Blood pressure and glucose were managed according to The Seventh Report of the Joint National Committee on Prevention, Detection, Evaluation, and Treatment of High Blood Pressure and American Diabetes Association guidelines, respectively.16,17 Compliance with these guidelines was set to match levels of medication use observed in the National Health and Nutrition Examination Survey.
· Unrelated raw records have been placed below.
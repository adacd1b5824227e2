//! Chat-completions client for the reasoning capability
//!
//! Speaks the OpenAI-compatible `/chat/completions` protocol, which covers
//! hosted and self-hosted reasoning models alike.

use std::time::Duration;

use async_trait::async_trait;
use reqwest::Client;
use serde::{Deserialize, Serialize};

use crate::config::ReasoningConfig;
use crate::error::{AppError, AppResult};
use crate::services::reasoning::{Prompt, ReasoningCapability};

/// HTTP client for the reasoning service
#[derive(Clone)]
pub struct ReasoningClient {
    endpoint: String,
    api_key: Option<String>,
    model: String,
    temperature: f64,
    max_tokens: u32,
    max_prompt_chars: usize,
    http_client: Client,
}

#[derive(Debug, Serialize)]
struct ChatRequest<'a> {
    model: &'a str,
    messages: Vec<ChatMessage<'a>>,
    temperature: f64,
    max_tokens: u32,
}

#[derive(Debug, Serialize)]
struct ChatMessage<'a> {
    role: &'static str,
    content: &'a str,
}

#[derive(Debug, Deserialize)]
struct ChatResponse {
    #[serde(default)]
    choices: Vec<ChatChoice>,
}

#[derive(Debug, Deserialize)]
struct ChatChoice {
    message: ChoiceMessage,
}

#[derive(Debug, Default, Deserialize)]
struct ChoiceMessage {
    content: Option<String>,
    reasoning_content: Option<String>,
    text: Option<String>,
}

impl ChoiceMessage {
    /// Reasoning models sometimes leave `content` empty and answer in another field
    fn into_text(self) -> Option<String> {
        [self.content, self.reasoning_content, self.text]
            .into_iter()
            .flatten()
            .find(|text| !text.trim().is_empty())
    }
}

impl ReasoningClient {
    pub fn new(config: &ReasoningConfig) -> AppResult<Self> {
        // Slightly above the generator's own timeout so the generator reports it
        let http_client = Client::builder()
            .timeout(Duration::from_secs(config.timeout_seconds + 5))
            .build()
            .map_err(|e| AppError::Configuration(format!("Failed to create HTTP client: {}", e)))?;

        Ok(Self {
            endpoint: config.api_endpoint.trim_end_matches('/').to_string(),
            api_key: config.api_key.clone().filter(|k| !k.is_empty()),
            model: config.model.clone(),
            temperature: config.temperature,
            max_tokens: config.max_tokens,
            max_prompt_chars: config.max_prompt_chars,
            http_client,
        })
    }
}

#[async_trait]
impl ReasoningCapability for ReasoningClient {
    async fn complete(&self, prompt: &Prompt) -> AppResult<String> {
        if prompt.len() > self.max_prompt_chars {
            return Err(AppError::PromptTooLarge {
                size: prompt.len(),
                limit: self.max_prompt_chars,
            });
        }

        let request = ChatRequest {
            model: &self.model,
            messages: vec![
                ChatMessage {
                    role: "system",
                    content: &prompt.system,
                },
                ChatMessage {
                    role: "user",
                    content: &prompt.user,
                },
            ],
            temperature: self.temperature,
            max_tokens: self.max_tokens,
        };

        let mut builder = self
            .http_client
            .post(format!("{}/chat/completions", self.endpoint))
            .json(&request);
        if let Some(key) = &self.api_key {
            builder = builder.bearer_auth(key);
        }

        let response = builder
            .send()
            .await
            .map_err(|e| AppError::ReasoningService(format!("Request failed: {}", e)))?;

        if !response.status().is_success() {
            let status = response.status();
            let body = response.text().await.unwrap_or_default();
            return Err(AppError::ReasoningService(format!(
                "Reasoning API error: {} - {}",
                status, body
            )));
        }

        let data: ChatResponse = response
            .json()
            .await
            .map_err(|e| AppError::ParseFailure(format!("Invalid chat response: {}", e)))?;

        data.choices
            .into_iter()
            .next()
            .and_then(|choice| choice.message.into_text())
            .ok_or_else(|| AppError::ReasoningService("Reasoning API returned no content".into()))
    }
}

#[cfg(test)]
mod tests {
    use super::*;

    #[test]
    fn test_content_fallback_order() {
        let message = ChoiceMessage {
            content: Some("  ".into()),
            reasoning_content: Some("{\"a\": 1}".into()),
            text: Some("ignored".into()),
        };
        assert_eq!(message.into_text().as_deref(), Some("{\"a\": 1}"));
        assert_eq!(ChoiceMessage::default().into_text(), None);
    }

    #[test]
    fn test_oversized_prompt_rejected_before_network() {
        let config = ReasoningConfig {
            max_prompt_chars: 10,
            ..ReasoningConfig::default()
        };
        let client = ReasoningClient::new(&config).unwrap();
        let prompt = Prompt {
            system: "system prompt".into(),
            user: "user".into(),
        };
        let result = tokio_test::block_on(client.complete(&prompt));
        assert!(matches!(result, Err(AppError::PromptTooLarge { limit: 10, .. })));
    }
}
//! Severity warning feed client

use std::time::Duration;

use async_trait::async_trait;
use chrono::{DateTime, Utc};
use reqwest::Client;
use serde::Deserialize;
use shared::{Location, Severity, SeverityWarning};

use crate::config::WarningFeedConfig;
use crate::error::{AppError, AppResult};
use crate::services::sources::WarningSource;

/// Client for a JSON warning feed
///
/// The feed is expected to return an array of warnings; CAP-style field
/// names (`identifier`, `onset`, `expires`) are accepted as aliases.
#[derive(Clone)]
pub struct WarningFeedClient {
    client: Client,
    feed_url: String,
}

#[derive(Debug, Deserialize)]
struct FeedWarning {
    #[serde(alias = "identifier")]
    id: String,
    #[serde(default)]
    event: Option<String>,
    #[serde(default)]
    severity: Option<String>,
    #[serde(alias = "onset", alias = "start")]
    window_start: DateTime<Utc>,
    #[serde(default, alias = "expires", alias = "end")]
    window_end: Option<DateTime<Utc>>,
    #[serde(default)]
    description: Option<String>,
}

impl From<FeedWarning> for SeverityWarning {
    fn from(w: FeedWarning) -> Self {
        let severity = w
            .severity
            .as_deref()
            .and_then(|s| s.parse::<Severity>().ok())
            .unwrap_or_default();
        SeverityWarning {
            event: w.event.unwrap_or_else(|| w.id.clone()),
            id: w.id,
            severity,
            window_start: w.window_start,
            window_end: w.window_end,
            description: w.description,
        }
    }
}

impl WarningFeedClient {
    pub fn new(config: &WarningFeedConfig, feed_url: String) -> AppResult<Self> {
        let client = Client::builder()
            .timeout(Duration::from_secs(config.timeout_seconds))
            .build()
            .map_err(|e| AppError::Configuration(format!("Failed to create HTTP client: {}", e)))?;
        Ok(Self { client, feed_url })
    }
}

#[async_trait]
impl WarningSource for WarningFeedClient {
    async fn active_warnings(&self, location: &Location) -> AppResult<Vec<SeverityWarning>> {
        let response = self
            .client
            .get(&self.feed_url)
            .query(&[
                ("lat", location.latitude.to_string()),
                ("lon", location.longitude.to_string()),
            ])
            .send()
            .await
            .map_err(|e| AppError::WarningSource(format!("Warning feed request failed: {}", e)))?;

        if !response.status().is_success() {
            return Err(AppError::WarningSource(format!(
                "Warning feed error: {}",
                response.status()
            )));
        }

        let feed: Vec<FeedWarning> = response
            .json()
            .await
            .map_err(|e| AppError::WarningSource(format!("Failed to parse warning feed: {}", e)))?;

        Ok(feed.into_iter().map(SeverityWarning::from).collect())
    }
}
Modeling statin treatments

The statin treatment models were based on published clinical trials. The general approach used to model statins for this comparison has been described in detail elsewhere.18 Briefly, in the Archimedes Model, statins reduce cardiovascular outcomes by affecting biomarker values (primarily through total cholesterol/high-density lipoprotein cholesterol ratio) and are parameterized with additional disease-specific benefits referred to as “pleiotropic” effects. Pleiotropic effects capture disease-specific benefits of interventions beyond those directly resulting from biomarker changes and are calibrated to match real-world trial results. The creation of each statin model began by matching the effects on the lipid panel to effects observed in the STELLAR (Statin Therapies for Elevated Lipid Levels Compared Across Doses to Rosuvastatin) trial.19 Pleiotropic effects on CVD risk were then calibrated using the published hazard ratios and/or relative risks (RRs) from clinical outcomes trials. In cases in which a credible trial for a particular dose existed, the pleiotropic effect was calibrated directly based on the disease risk reductions observed in the trial. Otherwise, the expected RR for the statin dose was estimated based on a linear regression using other doses of the same statin. The observed total cholesterol/high-density lipoprotein cholesterol reduction for each dose from the STELLAR (Statin Therapies for Elevated Lipid Levels Compared Across Doses to Rosuvastatin) trial served as the independent variable in the regression. Table 1 shows an overview of all statin models used in this study along with the clinical trials that supported each modeling effort. Figure 1 shows the relationship of the statin models to the results of published clinical trials.

Table 1

Summary of statin models. Relative lipid panel changes are based on the STELLAR (Statin Therapies for Elevated Lipid Levels Compared Across Doses to Rosuvastatin) trial19

Intervention	Relative lipid panel change*			RR		Model data sources
	LDL-C	TC	HDL-C	MI	Stroke
Simvastatin
20 mg	−35.0%	−25.7%	5.7%	0.64	0.69	4S10
40 mg	−38.8%	−27.9%	6.0%	0.62	0.67	HPS9
80 mg	−45.8%	−32.9%	6.5%	0.56	0.60	Regression†, 4S,10 HPS9
Atorvastatin
10 mg	−36.8%	−28.0%	4.6%	0.59	0.63	CARDS,12 ASCOT24
20 mg	−42.6%	−31.8%	4.8%	0.54	0.61	Regression†, CARDS,12 ASCOT,24 TNT13
40 mg	−47.8%	−35.8%	4.4%	0.49	0.58	Regression†, CARDS,12 ASCOT,24 TNT13
80 mg	−51.1%	−39.0%	3.6%	0.46	0.57	CARDS,12 ASCOT,24 TNT13
Rosuvastatin
10 mg	−45.8%	−32.9%	7.7%	0.50	0.53	Regression†, JUPITER,23 CARDS,12 ASCOT,24 TNT‡,13
20 mg	−52.4%	−37.6%	9.5%	0.44	0.49	JUPITER23
40 mg	−55.0%	−40.2%	9.6%	0.41	0.47	Regression†, JUPITER,23 CARDS,12 ASCOT,24 TNT‡,13

Notes:

The relationship between lipids expressed by the Friedewald equation is a fundamental assumption of the Archimedes Model. Triglycerides are omitted because they were used as an independent variable to calibrate the other lipid changes and do not directly influence risk in the Model;

regression based on listed trials;

non-rosuvastatin trials used because regression needed multiple data points and no other outcomes trials existed for rosuvastatin.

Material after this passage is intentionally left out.